### Problem to work on:
Which of the lines in the data mention the string "SchedulerHandle"? List them all.

##############################

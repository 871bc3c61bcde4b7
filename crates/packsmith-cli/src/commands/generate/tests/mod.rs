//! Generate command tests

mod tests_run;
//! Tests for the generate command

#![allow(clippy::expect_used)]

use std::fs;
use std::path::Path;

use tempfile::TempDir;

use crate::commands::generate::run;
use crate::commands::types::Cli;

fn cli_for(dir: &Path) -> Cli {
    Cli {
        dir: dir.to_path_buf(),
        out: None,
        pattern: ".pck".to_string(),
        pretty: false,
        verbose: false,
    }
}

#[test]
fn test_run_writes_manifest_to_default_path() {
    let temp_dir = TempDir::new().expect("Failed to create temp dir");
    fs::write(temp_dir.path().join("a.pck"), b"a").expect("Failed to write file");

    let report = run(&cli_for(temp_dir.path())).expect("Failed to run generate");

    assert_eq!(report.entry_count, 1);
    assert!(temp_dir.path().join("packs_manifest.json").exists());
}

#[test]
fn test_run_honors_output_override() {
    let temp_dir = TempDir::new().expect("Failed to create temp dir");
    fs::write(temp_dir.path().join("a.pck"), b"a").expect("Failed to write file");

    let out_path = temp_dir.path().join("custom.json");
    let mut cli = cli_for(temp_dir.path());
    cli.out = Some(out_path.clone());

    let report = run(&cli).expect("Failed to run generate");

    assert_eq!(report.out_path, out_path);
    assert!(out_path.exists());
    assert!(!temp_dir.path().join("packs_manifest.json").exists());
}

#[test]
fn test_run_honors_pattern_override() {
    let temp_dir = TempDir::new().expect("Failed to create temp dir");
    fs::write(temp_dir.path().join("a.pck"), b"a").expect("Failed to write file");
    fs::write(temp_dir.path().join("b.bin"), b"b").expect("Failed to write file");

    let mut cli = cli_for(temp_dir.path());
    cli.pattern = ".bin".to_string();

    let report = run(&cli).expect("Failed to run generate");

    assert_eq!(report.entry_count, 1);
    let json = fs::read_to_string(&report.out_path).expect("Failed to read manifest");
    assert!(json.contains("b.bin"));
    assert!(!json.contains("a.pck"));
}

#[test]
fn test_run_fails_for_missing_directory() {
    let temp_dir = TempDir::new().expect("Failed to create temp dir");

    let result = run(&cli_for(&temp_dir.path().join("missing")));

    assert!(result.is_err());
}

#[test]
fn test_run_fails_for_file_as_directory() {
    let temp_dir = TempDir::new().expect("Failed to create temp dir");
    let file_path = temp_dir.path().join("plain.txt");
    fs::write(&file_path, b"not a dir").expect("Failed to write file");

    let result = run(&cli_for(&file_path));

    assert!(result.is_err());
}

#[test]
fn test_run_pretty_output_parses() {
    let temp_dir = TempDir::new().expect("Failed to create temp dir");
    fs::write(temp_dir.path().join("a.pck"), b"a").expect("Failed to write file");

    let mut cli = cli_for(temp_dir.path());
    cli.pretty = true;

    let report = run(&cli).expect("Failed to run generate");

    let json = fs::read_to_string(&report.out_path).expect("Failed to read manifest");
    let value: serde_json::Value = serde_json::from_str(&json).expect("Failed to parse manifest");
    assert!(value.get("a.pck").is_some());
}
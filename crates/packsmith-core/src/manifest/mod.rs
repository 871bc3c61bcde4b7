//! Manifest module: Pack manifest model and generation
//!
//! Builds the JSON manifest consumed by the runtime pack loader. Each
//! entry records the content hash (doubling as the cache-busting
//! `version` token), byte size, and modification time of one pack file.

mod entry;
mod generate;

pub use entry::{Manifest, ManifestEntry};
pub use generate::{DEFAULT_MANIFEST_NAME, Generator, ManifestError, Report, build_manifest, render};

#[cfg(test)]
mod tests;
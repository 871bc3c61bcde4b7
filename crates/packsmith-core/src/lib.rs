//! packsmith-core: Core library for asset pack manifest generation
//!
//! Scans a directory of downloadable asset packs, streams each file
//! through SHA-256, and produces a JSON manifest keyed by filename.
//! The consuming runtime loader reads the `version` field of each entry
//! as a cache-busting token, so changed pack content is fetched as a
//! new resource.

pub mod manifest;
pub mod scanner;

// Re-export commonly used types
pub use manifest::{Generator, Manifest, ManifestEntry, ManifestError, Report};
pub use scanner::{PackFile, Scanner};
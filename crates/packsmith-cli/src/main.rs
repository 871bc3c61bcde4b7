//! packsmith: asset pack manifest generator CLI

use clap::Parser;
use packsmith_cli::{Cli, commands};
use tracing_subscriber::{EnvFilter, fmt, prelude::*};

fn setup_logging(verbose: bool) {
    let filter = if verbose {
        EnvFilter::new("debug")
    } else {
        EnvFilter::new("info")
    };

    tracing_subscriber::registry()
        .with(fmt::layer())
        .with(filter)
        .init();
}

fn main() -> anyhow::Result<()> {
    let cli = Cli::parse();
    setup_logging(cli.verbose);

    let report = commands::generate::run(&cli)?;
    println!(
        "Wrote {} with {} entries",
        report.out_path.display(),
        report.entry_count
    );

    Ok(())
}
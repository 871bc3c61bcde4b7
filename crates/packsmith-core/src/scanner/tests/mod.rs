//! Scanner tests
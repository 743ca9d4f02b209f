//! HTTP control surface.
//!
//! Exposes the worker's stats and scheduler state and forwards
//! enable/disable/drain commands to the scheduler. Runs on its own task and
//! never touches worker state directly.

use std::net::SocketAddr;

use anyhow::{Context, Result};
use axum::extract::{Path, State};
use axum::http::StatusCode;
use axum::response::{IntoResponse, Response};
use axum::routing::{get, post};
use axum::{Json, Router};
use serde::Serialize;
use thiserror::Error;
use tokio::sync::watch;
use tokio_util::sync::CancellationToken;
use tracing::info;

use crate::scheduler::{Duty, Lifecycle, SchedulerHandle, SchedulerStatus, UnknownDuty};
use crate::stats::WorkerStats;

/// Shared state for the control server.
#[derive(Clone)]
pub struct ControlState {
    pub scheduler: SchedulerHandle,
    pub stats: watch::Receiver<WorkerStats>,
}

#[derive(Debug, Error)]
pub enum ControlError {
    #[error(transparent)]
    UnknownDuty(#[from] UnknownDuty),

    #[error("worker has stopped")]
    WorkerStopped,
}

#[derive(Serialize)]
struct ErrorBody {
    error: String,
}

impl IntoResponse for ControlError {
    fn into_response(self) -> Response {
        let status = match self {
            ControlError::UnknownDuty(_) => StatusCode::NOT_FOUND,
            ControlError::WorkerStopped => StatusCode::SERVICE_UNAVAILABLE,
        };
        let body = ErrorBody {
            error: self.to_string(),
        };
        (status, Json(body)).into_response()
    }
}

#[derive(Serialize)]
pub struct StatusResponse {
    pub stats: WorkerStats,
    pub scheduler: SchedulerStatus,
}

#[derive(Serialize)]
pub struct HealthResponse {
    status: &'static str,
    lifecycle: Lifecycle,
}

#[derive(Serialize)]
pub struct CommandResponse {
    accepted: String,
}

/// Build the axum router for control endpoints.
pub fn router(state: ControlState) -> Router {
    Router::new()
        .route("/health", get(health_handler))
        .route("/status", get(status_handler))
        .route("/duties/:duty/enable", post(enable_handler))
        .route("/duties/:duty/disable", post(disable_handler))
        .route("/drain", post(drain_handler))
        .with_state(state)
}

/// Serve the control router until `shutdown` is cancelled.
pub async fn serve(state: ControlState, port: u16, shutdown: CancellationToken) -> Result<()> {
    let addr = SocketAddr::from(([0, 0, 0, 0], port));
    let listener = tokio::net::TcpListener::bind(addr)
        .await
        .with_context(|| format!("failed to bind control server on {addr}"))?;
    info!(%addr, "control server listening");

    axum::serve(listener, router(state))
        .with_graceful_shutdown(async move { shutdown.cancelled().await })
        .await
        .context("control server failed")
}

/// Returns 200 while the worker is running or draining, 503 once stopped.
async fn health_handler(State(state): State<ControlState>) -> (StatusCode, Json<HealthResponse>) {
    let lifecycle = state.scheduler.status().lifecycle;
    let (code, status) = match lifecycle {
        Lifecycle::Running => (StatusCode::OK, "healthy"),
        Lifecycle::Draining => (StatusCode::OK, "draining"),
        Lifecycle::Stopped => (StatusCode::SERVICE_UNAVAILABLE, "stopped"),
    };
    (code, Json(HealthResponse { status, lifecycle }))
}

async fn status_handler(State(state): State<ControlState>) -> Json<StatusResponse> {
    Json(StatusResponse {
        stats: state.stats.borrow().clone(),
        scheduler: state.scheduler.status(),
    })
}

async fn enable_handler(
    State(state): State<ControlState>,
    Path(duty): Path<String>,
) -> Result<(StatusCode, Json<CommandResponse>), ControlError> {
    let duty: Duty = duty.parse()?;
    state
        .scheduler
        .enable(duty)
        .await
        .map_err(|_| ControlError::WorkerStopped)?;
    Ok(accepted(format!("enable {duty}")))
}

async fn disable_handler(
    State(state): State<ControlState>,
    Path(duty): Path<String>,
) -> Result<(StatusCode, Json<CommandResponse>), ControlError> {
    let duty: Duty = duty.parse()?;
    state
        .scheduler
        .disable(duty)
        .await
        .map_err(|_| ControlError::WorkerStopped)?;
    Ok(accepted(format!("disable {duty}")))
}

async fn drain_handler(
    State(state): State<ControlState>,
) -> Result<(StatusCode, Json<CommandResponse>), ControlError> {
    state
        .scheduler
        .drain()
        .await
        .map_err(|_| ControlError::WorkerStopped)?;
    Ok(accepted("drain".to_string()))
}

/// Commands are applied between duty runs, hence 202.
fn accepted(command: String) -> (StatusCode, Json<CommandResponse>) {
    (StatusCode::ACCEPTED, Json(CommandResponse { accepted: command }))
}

##############################

### Written solution:
use crate::scheduler::{Duty, Lifecycle, SchedulerHandle, SchedulerStatus, UnknownDuty};
    pub scheduler: SchedulerHandle,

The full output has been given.